Et aussi, les propos de Yacine KATEB[8] :

{… Pendant ces treize siècles, on a arabisé le pays mais on a en même temps écrasé le tamazight[9], forcément. Ça va ensemble. L’arabisation ne peut jamais être autre chose que l’écrasement du tamazight. L’arabisation, c’est imposer à un peuple une langue qui n’est pas la sienne, et donc combattre la sienne, la tuer.[…] L’Algérie arabo-islamique, c’est une Algérie contre elle-même, une Algérie étrangère à elle-même. C’est une Algérie imposée par les armes, parce que l’islam ne se fait pas avec des bonbons et des roses. Il s’est fait dans les larmes et le sang, il s’est fait par l’écrasement, par la violence, par le mépris, par la haine, par les pires abjections que puisse supporter un peuple. On voit le résultat….}[10]

{… L’idéologie de la « nation arabe » et l’intégrisme musulman sont les deux principales forces qui s’opposent au progrès [en Algérie]….}[11]

Jean-François Cerisier


[1]             Ou « dhimma »

[2]             Ce qui ne signifie pas du tout, bien au contraire, qu’il était possible aux « gens du livre » de ne pas adhérer à ce pacte … sauf à signer leur arrêt de mort …

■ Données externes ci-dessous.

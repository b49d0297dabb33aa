//! Configuration primitives and loader for formatcheck.
//!
//! The loader resolves `.formatcheck.toml` using the precedence stack
//! override flag → working directory → git root → built-in defaults.
//! Parsed settings are normalised into typed structures, including the
//! baseline option set every analysed document starts from, so downstream
//! crates never touch raw TOML.

use std::collections::BTreeMap;
use std::env;
use std::fmt;
use std::fs;
use std::io;
use std::path::{Path, PathBuf};

use formatcheck_options::{
    default_options, find_by_convention_key, OptionDescriptor, OptionKey, OptionValue,
    ResolvedOptionSet, ValueType,
};
use globset::{Glob, GlobMatcher, GlobSet, GlobSetBuilder};
use serde::Deserialize;
use thiserror::Error;

pub mod editorconfig;

pub use editorconfig::EditorConfigProvider;

const CONFIG_FILE_NAME: &str = ".formatcheck.toml";

/// Language assigned to files no mapping matches.
pub const FALLBACK_LANGUAGE: &str = "text";

/// Complete configuration resolved from defaults and on-disk overrides.
#[derive(Clone, Debug)]
pub struct Config {
    pub project: ProjectSettings,
    pub languages: LanguageSettings,
    pub conventions: ConventionSettings,
    pub options: OptionSettings,
    pub report: ReportSettings,
    pub sources: ConfigSources,
}

/// Project-level settings that declare which files are checked.
#[derive(Clone, Debug)]
pub struct ProjectSettings {
    pub root: PathBuf,
    pub include: PatternList,
    pub exclude: PatternList,
}

impl ProjectSettings {
    /// Whether `relative` (relative to the project root) should be checked.
    pub fn is_included(&self, relative: &Path) -> bool {
        self.include.is_match(relative) && !self.exclude.is_match(relative)
    }
}

/// Mapping from file patterns to language names, most specific first.
#[derive(Clone, Debug, Default)]
pub struct LanguageSettings {
    pub mappings: Vec<LanguageMapping>,
}

impl LanguageSettings {
    /// Language of the file at `relative`, or [`FALLBACK_LANGUAGE`].
    pub fn language_for(&self, relative: &Path) -> &str {
        self.mappings
            .iter()
            .find(|mapping| mapping.matcher.is_match(relative))
            .map(|mapping| mapping.language.as_str())
            .unwrap_or(FALLBACK_LANGUAGE)
    }
}

/// One pattern-to-language association.
#[derive(Clone, Debug)]
pub struct LanguageMapping {
    pub language: String,
    pub pattern: Pattern,
    pub matcher: GlobMatcher,
    pub source: ConfigSource,
    specificity: PatternSpecificity,
}

/// Settings controlling where per-file conventions come from.
#[derive(Clone, Debug)]
pub struct ConventionSettings {
    pub editorconfig: bool,
}

/// Option values configured in `.formatcheck.toml`, already typed.
#[derive(Clone, Debug, Default)]
pub struct OptionSettings {
    pub overrides: Vec<OptionOverride>,
}

impl OptionSettings {
    /// Built-in defaults with every configured override applied.
    pub fn baseline(&self) -> ResolvedOptionSet {
        self.overrides
            .iter()
            .fold(default_options(), |set, entry| {
                set.with(entry.key.clone(), entry.value.clone())
            })
    }
}

/// Single configured option value with provenance.
#[derive(Clone, Debug)]
pub struct OptionOverride {
    pub key: OptionKey,
    pub value: OptionValue,
    pub source: ConfigSource,
}

/// Settings describing how findings affect the exit status.
#[derive(Clone, Debug)]
pub struct ReportSettings {
    pub severity: SeverityLevel,
}

/// Severity attached to every formatting finding.
#[derive(Clone, Copy, Debug, Eq, PartialEq)]
pub enum SeverityLevel {
    Error,
    Warning,
}

impl fmt::Display for SeverityLevel {
    fn fmt(&self, f: &mut fmt::Formatter<'_>) -> fmt::Result {
        let label = match self {
            SeverityLevel::Error => "error",
            SeverityLevel::Warning => "warning",
        };
        f.write_str(label)
    }
}

impl std::str::FromStr for SeverityLevel {
    type Err = ();

    fn from_str(value: &str) -> Result<Self, Self::Err> {
        match value {
            "error" => Ok(SeverityLevel::Error),
            "warning" => Ok(SeverityLevel::Warning),
            _ => Err(()),
        }
    }
}

#[derive(Clone, Copy, Debug, Eq, PartialEq, Ord, PartialOrd)]
struct PatternSpecificity {
    segments: usize,
    literal_chars: usize,
}

/// Pattern plus compiled matcher helper.
#[derive(Clone, Debug)]
pub struct Pattern {
    original: String,
    glob: Glob,
}

impl Pattern {
    fn new(source: ConfigSource, value: String) -> Result<Self, ConfigValidationError> {
        match Glob::new(&value) {
            Ok(glob) => Ok(Pattern {
                original: value,
                glob,
            }),
            Err(err) => Err(ConfigValidationError::new(
                Some(source),
                format!("invalid glob pattern '{value}': {err}"),
            )),
        }
    }

    pub fn original(&self) -> &str {
        &self.original
    }

    fn glob(&self) -> &Glob {
        &self.glob
    }
}

/// Ordered list of glob patterns with a combined matcher.
#[derive(Clone, Debug)]
pub struct PatternList {
    patterns: Vec<Pattern>,
    set: GlobSet,
}

impl Default for PatternList {
    fn default() -> Self {
        PatternList {
            patterns: Vec::new(),
            set: GlobSet::empty(),
        }
    }
}

impl PatternList {
    fn new(patterns: Vec<Pattern>) -> Result<Self, globset::Error> {
        let mut builder = GlobSetBuilder::new();
        for pattern in &patterns {
            builder.add(pattern.glob.clone());
        }
        Ok(PatternList {
            set: builder.build()?,
            patterns,
        })
    }

    pub fn is_empty(&self) -> bool {
        self.patterns.is_empty()
    }

    pub fn iter(&self) -> impl Iterator<Item = &Pattern> {
        self.patterns.iter()
    }

    pub fn is_match(&self, path: &Path) -> bool {
        self.set.is_match(path)
    }
}

/// Provenance information for resolved configuration.
#[derive(Clone, Debug)]
pub struct ConfigSources {
    pub working_directory: PathBuf,
    pub layers: Vec<ConfigSource>,
}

  • · [3]           Les nazis et leurs séides n’avaient rien inventé, ce d’autant que les pogroms, eux aussi, ont été inventés par les créateurs du système islamique. En raison de opérations de manipulation reposant sur la tromperie institutionnalisée [taqyya], les obligations faites aux dhimmis, sont moins connues que  celles faites aux juifs, par les nazis, de porter une étoile jaune, et aux homosexuels de porter une étoile rose, mais étaient tout aussi efficaces !

[4]             Appellation tout à fait délirante.

[5]             Lors de leur conversion, les janissaires étaient initiés au bektashisme (ordre religieux issu du soufisme). Les janissaires vivaient en communauté fermée et contraints au célibat.

[6]             www.notredamedekabylie.net

                {… Ce site a été conçu dés le départ dans le but de donner la parole aux convertis venus des traditions musulmanes, qui ont forcément un point de vue différent sur la religion qu’ils ont quittée pour adhérer à Jésus Christ et à Sa Bonne Nouvelle (Èvangile signifiant cela). Toutefois les hérétiques qui s’ingénient à concilier la foi islamique et la foi chrétienne nous évitent, et nous sont même hostiles parce que nous déclarons qu’il faut abjurer l’islam pour être chrétien…}

[7]             Note de l’auteur de ce travail : Ibn Qayyim al-Jawziyya est un philosophe arabe, chercheur, théologien et juriste sunnite qui a vécu à Damas (né en 1292 et mort en 1350)

[8]             Yacine KATEB, Berbère, écrivain algérien, né en août 1929, mort à Grenoble en octobre 1989

[9]             Tamazight : véritable nom de la langue berbère

[10]           « Aux origines des cultures du peuple : entretien avec Kateb Yacine » (1987), dans Revue Awal, n° 9/1992 – Hommage à Kateb Yacine, Kateb Yacine, éd. MSH, 1992, p. 127

[11]           Kateb Yacine, 1985, dans Le poète comme un boxeur, paru Seuil, 1994, p.164, Kateb Yacine.